**THE TASK:** Search the entries below for "OnceLock" and copy each matching line.

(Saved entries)
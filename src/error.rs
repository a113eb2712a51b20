use axum::{
    Json,
    http::{HeaderValue, StatusCode, header},
    response::{IntoResponse, Response},
};
use serde_json::json;

/// Uniform error taxonomy for the request plane.
///
/// Every variant maps to a (status, type, code) triple; see `status`,
/// `error_type` and `code`. Handlers render it in the caller's dialect via
/// `to_openai_response` / `to_anthropic_response`.
#[derive(Debug, thiserror::Error)]
pub enum GatewayError {
    #[error("{0}")]
    InvalidBody(String),

    #[error("{message}")]
    Validation {
        message: String,
        param: Option<String>,
    },

    #[error("{0}")]
    InvalidRequest(String),

    #[error("{message}")]
    UnsupportedParameter { message: String, param: String },

    #[error("Unknown endpoint: {0}")]
    UnknownEndpoint(String),

    #[error("{0}")]
    Unauthorized(String),

    #[error("Missing API key")]
    MissingApiKey,

    #[error("Invalid API key")]
    InvalidApiKey,

    #[error("API key is inactive")]
    KeyInactive,

    #[error("Model not found: {0}")]
    ModelNotFound(String),

    #[error("Rate limit exceeded: {0}")]
    RateLimitExceeded(String),

    #[error("{message}")]
    Provider { status: u16, message: String },

    #[error("{0}")]
    AllProvidersFailed(String),
}

impl GatewayError {
    pub fn provider(message: impl Into<String>) -> Self {
        GatewayError::Provider {
            status: 502,
            message: message.into(),
        }
    }

    pub fn status(&self) -> StatusCode {
        match self {
            GatewayError::InvalidBody(_)
            | GatewayError::Validation { .. }
            | GatewayError::InvalidRequest(_)
            | GatewayError::UnsupportedParameter { .. } => StatusCode::BAD_REQUEST,
            GatewayError::UnknownEndpoint(_) => StatusCode::NOT_FOUND,
            GatewayError::Unauthorized(_)
            | GatewayError::MissingApiKey
            | GatewayError::InvalidApiKey => StatusCode::UNAUTHORIZED,
            GatewayError::KeyInactive => StatusCode::FORBIDDEN,
            GatewayError::ModelNotFound(_) => StatusCode::NOT_FOUND,
            GatewayError::RateLimitExceeded(_) => StatusCode::TOO_MANY_REQUESTS,
            GatewayError::Provider { status, .. } => {
                StatusCode::from_u16(*status).unwrap_or(StatusCode::BAD_GATEWAY)
            }
            GatewayError::AllProvidersFailed(_) => StatusCode::BAD_GATEWAY,
        }
    }

    pub fn error_type(&self) -> &'static str {
        match self {
            GatewayError::RateLimitExceeded(_) => "rate_limit_error",
            GatewayError::Provider { .. } | GatewayError::AllProvidersFailed(_) => "server_error",
            _ => "invalid_request_error",
        }
    }

    pub fn code(&self) -> &'static str {
        match self {
            GatewayError::InvalidBody(_) => "invalid_body",
            GatewayError::Validation { .. } => "validation_error",
            GatewayError::InvalidRequest(_) => "invalid_request",
            GatewayError::UnsupportedParameter { .. } => "unsupported_parameter",
            GatewayError::UnknownEndpoint(_) => "unknown_endpoint",
            GatewayError::Unauthorized(_) => "unauthorized",
            GatewayError::MissingApiKey => "missing_api_key",
            GatewayError::InvalidApiKey => "invalid_api_key",
            GatewayError::KeyInactive => "key_inactive",
            GatewayError::ModelNotFound(_) => "model_not_found",
            GatewayError::RateLimitExceeded(_) => "rate_limit_exceeded",
            GatewayError::Provider { .. } => "provider_error",
            GatewayError::AllProvidersFailed(_) => "all_providers_failed",
        }
    }

    pub fn param(&self) -> Option<&str> {
        match self {
            GatewayError::Validation { param, .. } => param.as_deref(),
            GatewayError::UnsupportedParameter { param, .. } => Some(param),
            _ => None,
        }
    }

    /// Render in the OpenAI dialect: `{error:{message,type,code,param?}}`.
    pub fn to_openai_response(&self) -> Response {
        let mut error = json!({
            "message": self.to_string(),
            "type": self.error_type(),
            "code": self.code(),
        });
        if let Some(param) = self.param() {
            error["param"] = json!(param);
        }

        let mut response = (self.status(), Json(json!({ "error": error }))).into_response();
        self.apply_retry_after(&mut response);
        response
    }

    /// Render in the Anthropic dialect: `{type:"error", error:{type,message}}`.
    pub fn to_anthropic_response(&self) -> Response {
        let error_type = match self.status() {
            StatusCode::UNAUTHORIZED | StatusCode::FORBIDDEN => "authentication_error",
            StatusCode::TOO_MANY_REQUESTS => "rate_limit_error",
            s if s.is_server_error() => "api_error",
            _ => "invalid_request_error",
        };

        let mut response = (
            self.status(),
            Json(json!({
                "type": "error",
                "error": {
                    "type": error_type,
                    "message": self.to_string(),
                }
            })),
        )
            .into_response();
        self.apply_retry_after(&mut response);
        response
    }

    fn apply_retry_after(&self, response: &mut Response) {
        if matches!(self, GatewayError::RateLimitExceeded(_)) {
            response
                .headers_mut()
                .insert(header::RETRY_AFTER, HeaderValue::from_static("60"));
        }
    }

    /// Map an upstream HTTP failure into the taxonomy.
    pub fn from_upstream_status(status: u16, message: String) -> Self {
        match status {
            401 | 403 => GatewayError::InvalidApiKey,
            429 => GatewayError::RateLimitExceeded(message),
            400 => GatewayError::InvalidRequest(message),
            404 => GatewayError::ModelNotFound(message),
            s if (500..600).contains(&s) => GatewayError::Provider {
                status: 502,
                message,
            },
            s => GatewayError::Provider { status: s, message },
        }
    }
}

impl IntoResponse for GatewayError {
    fn into_response(self) -> Response {
        self.to_openai_response()
    }
}

/// Mask credential material before an error message leaves the process.
///
/// Applied to any non-taxonomy error surfaced from an adapter before it is
/// logged or wrapped as a provider error.
pub fn sanitize_secrets(message: &str) -> String {
    use std::sync::OnceLock;

    static PATTERNS: OnceLock<Vec<(regex::Regex, &'static str)>> = OnceLock::new();
    let patterns = PATTERNS.get_or_init(|| {
        vec![
            (regex::Regex::new(r"sk-[A-Za-z0-9]{10,}").unwrap(), "sk-***"),
            (
                regex::Regex::new(r"AIza[A-Za-z0-9_-]{30,}").unwrap(),
                "AIza***",
            ),
            (
                regex::Regex::new(r"Bearer\s+\S+").unwrap(),
                "Bearer ***",
            ),
            (
                regex::Regex::new(r"x-api-key:\s*\S+").unwrap(),
                "x-api-key: ***",
            ),
            (
                regex::Regex::new(r"([?&])key=\S+").unwrap(),
                "${1}key=***",
            ),
        ]
    });

    let mut sanitized = message.to_string();
    for (pattern, mask) in patterns {
        sanitized = pattern.replace_all(&sanitized, *mask).into_owned();
    }
    sanitized
}

#[cfg(test)]
mod tests {
    use super::*;

    #[test]
    fn test_taxonomy_triples() {
        let err = GatewayError::MissingApiKey;
        assert_eq!(err.status(), StatusCode::UNAUTHORIZED);
        assert_eq!(err.error_type(), "invalid_request_error");
        assert_eq!(err.code(), "missing_api_key");

        let err = GatewayError::RateLimitExceeded("limit".into());
        assert_eq!(err.status(), StatusCode::TOO_MANY_REQUESTS);
        assert_eq!(err.error_type(), "rate_limit_error");

        let err = GatewayError::provider("upstream exploded");
        assert_eq!(err.status(), StatusCode::BAD_GATEWAY);
        assert_eq!(err.error_type(), "server_error");
        assert_eq!(err.code(), "provider_error");
    }

    #[test]
    fn test_unsupported_parameter_carries_param() {
        let err = GatewayError::UnsupportedParameter {
            message: "Parameter 'n' > 1 is not supported".into(),
            param: "n".into(),
        };
        assert_eq!(err.param(), Some("n"));
        assert_eq!(err.status(), StatusCode::BAD_REQUEST);
    }

    #[test]
    fn test_upstream_status_mapping() {
        assert!(matches!(
            GatewayError::from_upstream_status(401, "no".into()),
            GatewayError::InvalidApiKey
        ));
        assert!(matches!(
            GatewayError::from_upstream_status(429, "slow down".into()),
            GatewayError::RateLimitExceeded(_)
        ));
        assert!(matches!(
            GatewayError::from_upstream_status(404, "gone".into()),
            GatewayError::ModelNotFound(_)
        ));
        let err = GatewayError::from_upstream_status(503, "overloaded".into());
        assert_eq!(err.status(), StatusCode::BAD_GATEWAY);
        let err = GatewayError::from_upstream_status(418, "teapot".into());
        assert_eq!(err.status().as_u16(), 418);
    }

    #[test]
    fn test_sanitize_masks_bearer_and_keys() {
        let raw = "auth failed: Bearer sk-abcdefghijklmnopqr";
        let cleaned = sanitize_secrets(raw);
        assert_eq!(cleaned, "auth failed: Bearer ***");

        let cleaned = sanitize_secrets("bad key sk-abcdefghijklmnopqr in body");
        assert_eq!(cleaned, "bad key sk-*** in body");

        let cleaned = sanitize_secrets("token AIzaSyA1234567890123456789012345678901 rejected");
        assert!(!cleaned.contains("AIzaSyA"));
        assert!(cleaned.contains("AIza***"));

        let cleaned = sanitize_secrets("GET /v1beta/models?key=secret123 failed");
        assert_eq!(cleaned, "GET /v1beta/models?key=*** failed");

        let cleaned = sanitize_secrets("header x-api-key: topsecret was rejected");
        assert!(cleaned.contains("x-api-key: ***"));
        assert!(!cleaned.contains("topsecret"));
    }

    #[test]
    fn test_sanitize_leaves_clean_messages_alone() {
        let msg = "connection reset by peer";
        assert_eq!(sanitize_secrets(msg), msg);
    }
}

**ANSWER TO THE PROBLEM:**
    use std::sync::OnceLock;
    static PATTERNS: OnceLock<Vec<(regex::Regex, &'static str)>> = OnceLock::new();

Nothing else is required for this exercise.